◆ Extracted data
>>>>
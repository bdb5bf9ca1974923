//! Configuration schema definitions.
//!
//! This module defines the complete configuration structure for the
//! gateway. All types derive Serde traits for deserialization from config
//! files.

use serde::{Deserialize, Serialize};

/// Root configuration for the gateway.
#[derive(Debug, Clone, Deserialize, Serialize, Default)]
#[serde(default)]
pub struct GatewayConfig {
    /// Listener configuration (bind address, connection ceiling).
    pub listener: ListenerConfig,

    /// The wrapped build/deploy API.
    pub upstream: UpstreamConfig,

    /// Size, depth, timeout, and queue ceilings.
    pub limits: LimitsConfig,

    /// Rate limiting configuration.
    pub rate_limit: RateLimitConfig,

    /// Identity table for the static token resolver.
    pub auth: AuthConfig,

    /// Observability settings.
    pub observability: ObservabilityConfig,
}

/// Listener configuration.
#[derive(Debug, Clone, Deserialize, Serialize)]
#[serde(default)]
pub struct ListenerConfig {
    /// Bind address (e.g., "0.0.0.0:8080").
    pub bind_address: String,

    /// Maximum concurrent in-flight requests.
    pub max_connections: usize,
}

impl Default for ListenerConfig {
    fn default() -> Self {
        Self {
            bind_address: "0.0.0.0:8080".to_string(),
            max_connections: 1_000,
        }
    }
}

/// The wrapped build API the gateway fronts.
#[derive(Debug, Clone, Deserialize, Serialize)]
#[serde(default)]
pub struct UpstreamConfig {
    /// Upstream address (e.g., "127.0.0.1:3000").
    pub address: String,
}

impl Default for UpstreamConfig {
    fn default() -> Self {
        Self {
            address: "127.0.0.1:3000".to_string(),
        }
    }
}

/// Request ceilings.
#[derive(Debug, Clone, Deserialize, Serialize)]
#[serde(default)]
pub struct LimitsConfig {
    /// Maximum request body size in bytes.
    pub max_body_bytes: usize,

    /// Maximum structural nesting depth of a parsed body.
    pub max_nesting_depth: usize,

    /// Maximum element count of any single array.
    pub max_array_elements: usize,

    /// Time allowed to receive a complete request body, in seconds.
    pub body_read_timeout_secs: u64,

    /// Maximum pending work units admitted.
    pub max_queue_pending: usize,
}

impl Default for LimitsConfig {
    fn default() -> Self {
        Self {
            max_body_bytes: 10 * 1024 * 1024,
            max_nesting_depth: 100,
            max_array_elements: 10_000,
            body_read_timeout_secs: 10,
            max_queue_pending: 256,
        }
    }
}

/// Rate limiting configuration.
#[derive(Debug, Clone, Deserialize, Serialize)]
#[serde(default)]
pub struct RateLimitConfig {
    /// Enable rate limiting.
    pub enabled: bool,

    /// Maximum requests per window per client identity.
    pub limit: u64,

    /// Window duration in seconds.
    pub window_secs: u64,
}

impl Default for RateLimitConfig {
    fn default() -> Self {
        Self {
            enabled: true,
            limit: 100,
            window_secs: 1,
        }
    }
}

/// Identity table entries for the static resolver.
#[derive(Debug, Clone, Deserialize, Serialize, Default)]
#[serde(default)]
pub struct AuthConfig {
    pub tokens: Vec<TokenEntry>,
}

/// One token→identity binding.
#[derive(Debug, Clone, Deserialize, Serialize)]
pub struct TokenEntry {
    pub token: String,
    pub principal: String,
    /// viewer | editor | admin
    pub role: String,
    pub namespace: String,
}

/// Observability configuration.
#[derive(Debug, Clone, Deserialize, Serialize)]
#[serde(default)]
pub struct ObservabilityConfig {
    /// Log level (trace, debug, info, warn, error).
    pub log_level: String,

    /// Enable metrics endpoint.
    pub metrics_enabled: bool,

    /// Metrics endpoint bind address.
    pub metrics_address: String,
}

impl Default for ObservabilityConfig {
    fn default() -> Self {
        Self {
            log_level: "info".to_string(),
            metrics_enabled: false,
            metrics_address: "0.0.0.0:9090".to_string(),
        }
    }
}
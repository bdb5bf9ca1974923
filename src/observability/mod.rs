//! Observability subsystem.
//!
//! # Data Flow
//! ```text
//! All subsystems produce:
//!     → logging.rs (structured log events, post-redaction)
//!     → metrics.rs (counters, histograms)
//!
//! Consumers:
//!     → Log aggregation (stdout, remote)
//!     → Metrics endpoint (Prometheus scrape)
//! ```
//!
//! # Design Decisions
//! - Structured logging via tracing; the audit target is reserved for
//!   sanitized security events
//! - Metrics are cheap (atomic increments); labels carry categories and
//!   signature types, never input text

pub mod logging;
pub mod metrics;
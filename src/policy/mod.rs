//! Cloud policy validation (offline/audit path).
//!
//! # Data Flow
//! ```text
//! stored policy documents (JSON)
//!     → document.rs (parse into the shared statement shape)
//!     → iam.rs (least-privilege analysis)
//!     → encryption.rs (bucket/registry encryption compliance)
//!     → trust.rs (role-assumption trust policies)
//!     → secrets_access.rs (secrets-store path scoping)
//!     → findings → audit sink
//! ```
//!
//! # Design Decisions
//! - Pure functions over static documents; nothing here touches the
//!   request path or blocks live traffic
//! - One statement shape serves IAM, bucket, and endpoint policies;
//!   only the accepted-principal rules differ
//! - Findings are advisory; severity tells the audit consumer how loud
//!   to be

pub mod document;
pub mod encryption;
pub mod iam;
pub mod secrets_access;
pub mod trust;

use serde::Serialize;

pub use document::{PolicyDocument, Statement};

#[derive(Debug, Clone, Copy, PartialEq, Eq, PartialOrd, Ord, Serialize)]
#[serde(rename_all = "snake_case")]
pub enum FindingSeverity {
    Info,
    Warning,
    Critical,
}

/// A single compliance finding, fed to the audit sink.
#[derive(Debug, Clone, PartialEq, Eq, Serialize)]
pub struct PolicyFinding {
    pub severity: FindingSeverity,
    pub code: String,
    pub detail: String,
}

impl PolicyFinding {
    pub fn critical(code: &str, detail: impl Into<String>) -> Self {
        Self {
            severity: FindingSeverity::Critical,
            code: code.to_string(),
            detail: detail.into(),
        }
    }

    pub fn warning(code: &str, detail: impl Into<String>) -> Self {
        Self {
            severity: FindingSeverity::Warning,
            code: code.to_string(),
            detail: detail.into(),
        }
    }
}
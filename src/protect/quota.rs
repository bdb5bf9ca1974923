//! Cluster resource-quota and disruption-budget checks.
//!
//! Both limits and current usage are externally supplied by the
//! cluster-state collaborator; this module only does the arithmetic,
//! including Kubernetes-style quantity parsing (`500m`, `4Gi`).

use std::collections::HashMap;

use thiserror::Error;

#[derive(Debug, Error, PartialEq)]
pub enum QuotaViolation {
    #[error("resource {resource}: requested {requested} exceeds hard limit {limit}")]
    Exceeded {
        resource: String,
        requested: String,
        limit: String,
    },
    #[error("resource {resource}: unparseable quantity {value}")]
    BadQuantity { resource: String, value: String },
    #[error("disruption of {disruptions} would leave {left} replicas, below min_available {min_available}")]
    BudgetViolated {
        disruptions: u32,
        left: u32,
        min_available: u32,
    },
}

/// Parse a quantity into base units. Plain and decimal numbers pass
/// through; `m` is millis (cpu), `k/M/G/T` are decimal multiples and
/// `Ki/Mi/Gi/Ti` binary multiples (memory).
pub fn parse_quantity(s: &str) -> Option<f64> {
    let s = s.trim();
    if s.is_empty() {
        return None;
    }
    let split = s
        .find(|c: char| !(c.is_ascii_digit() || c == '.'))
        .unwrap_or(s.len());
    let (num, suffix) = s.split_at(split);
    let value: f64 = num.parse().ok()?;
    let factor = match suffix {
        "" => 1.0,
        "m" => 1e-3,
        "k" => 1e3,
        "M" => 1e6,
        "G" => 1e9,
        "T" => 1e12,
        "Ki" => 1024.0,
        "Mi" => 1024.0 * 1024.0,
        "Gi" => 1024.0 * 1024.0 * 1024.0,
        "Ti" => 1024.0 * 1024.0 * 1024.0 * 1024.0,
        _ => return None,
    };
    Some(value * factor)
}

/// A namespace's hard limits per resource name.
#[derive(Debug, Clone, Default)]
pub struct ResourceQuota {
    hard: HashMap<String, String>,
}

impl ResourceQuota {
    pub fn new(hard: HashMap<String, String>) -> Self {
        Self { hard }
    }

    /// Check a requested resource map. Any dimension exceeding its hard
    /// limit rejects; unparseable quantities reject (fail closed).
    pub fn check(&self, requested: &HashMap<String, String>) -> Result<(), QuotaViolation> {
        for (resource, value) in requested {
            let Some(limit) = self.hard.get(resource) else {
                // Unlimited dimensions are the collaborator's call.
                continue;
            };
            let req = parse_quantity(value).ok_or_else(|| QuotaViolation::BadQuantity {
                resource: resource.clone(),
                value: value.clone(),
            })?;
            let lim = parse_quantity(limit).ok_or_else(|| QuotaViolation::BadQuantity {
                resource: resource.clone(),
                value: limit.clone(),
            })?;
            if req > lim {
                return Err(QuotaViolation::Exceeded {
                    resource: resource.clone(),
                    requested: value.clone(),
                    limit: limit.clone(),
                });
            }
        }
        Ok(())
    }
}

/// A disruption budget: how many replicas must stay available.
#[derive(Debug, Clone, Copy)]
pub struct DisruptionBudget {
    pub min_available: u32,
    pub total_replicas: u32,
}

impl DisruptionBudget {
    /// Permit the disruption only if enough replicas remain available.
    pub fn check(&self, disruptions: u32) -> Result<(), QuotaViolation> {
        let left = self.total_replicas.saturating_sub(disruptions);
        if left >= self.min_available {
            Ok(())
        } else {
            Err(QuotaViolation::BudgetViolated {
                disruptions,
                left,
                min_available: self.min_available,
            })
        }
    }
}

#[cfg(test)]
mod tests {
    use super::*;

    fn map(entries: &[(&str, &str)]) -> HashMap<String, String> {
        entries
            .iter()
            .map(|(k, v)| (k.to_string(), v.to_string()))
            .collect()
    }

    #[test]
    fn parses_quantities() {
        assert_eq!(parse_quantity("10"), Some(10.0));
        assert_eq!(parse_quantity("500m"), Some(0.5));
        assert_eq!(parse_quantity("4Gi"), Some(4.0 * 1024.0 * 1024.0 * 1024.0));
        assert_eq!(parse_quantity("1.5"), Some(1.5));
        assert_eq!(parse_quantity("2M"), Some(2e6));
        assert_eq!(parse_quantity("bogus"), None);
        assert_eq!(parse_quantity(""), None);
    }

    #[test]
    fn quota_denies_excess_cpu() {
        let quota = ResourceQuota::new(map(&[("cpu", "10"), ("memory", "20Gi")]));
        let err = quota
            .check(&map(&[("cpu", "15"), ("memory", "4Gi")]))
            .unwrap_err();
        assert!(matches!(err, QuotaViolation::Exceeded { resource, .. } if resource == "cpu"));
    }

    #[test]
    fn quota_allows_within_limits() {
        let quota = ResourceQuota::new(map(&[("cpu", "10"), ("memory", "20Gi")]));
        assert!(quota.check(&map(&[("cpu", "2"), ("memory", "4Gi")])).is_ok());
    }

    #[test]
    fn quota_compares_across_units() {
        let quota = ResourceQuota::new(map(&[("cpu", "1")]));
        assert!(quota.check(&map(&[("cpu", "500m")])).is_ok());
        assert!(quota.check(&map(&[("cpu", "1500m")])).is_err());
    }

    #[test]
    fn quota_rejects_unparseable_request() {
        let quota = ResourceQuota::new(map(&[("cpu", "10")]));
        let err = quota.check(&map(&[("cpu", "lots")])).unwrap_err();
        assert!(matches!(err, QuotaViolation::BadQuantity { .. }));
    }

    #[test]
    fn budget_arithmetic() {
        let tight = DisruptionBudget {
            min_available: 3,
            total_replicas: 3,
        };
        assert!(tight.check(1).is_err());

        let roomy = DisruptionBudget {
            min_available: 3,
            total_replicas: 5,
        };
        assert!(roomy.check(1).is_ok());
        assert!(roomy.check(2).is_ok());
        assert!(roomy.check(3).is_err());
    }
}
<<<<
◆ About this exercise
Where a line of the records holds the word "UpstreamConfig", copy that line.

◆ Output of the exercise
    pub upstream: UpstreamConfig,
pub struct UpstreamConfig {
impl Default for UpstreamConfig {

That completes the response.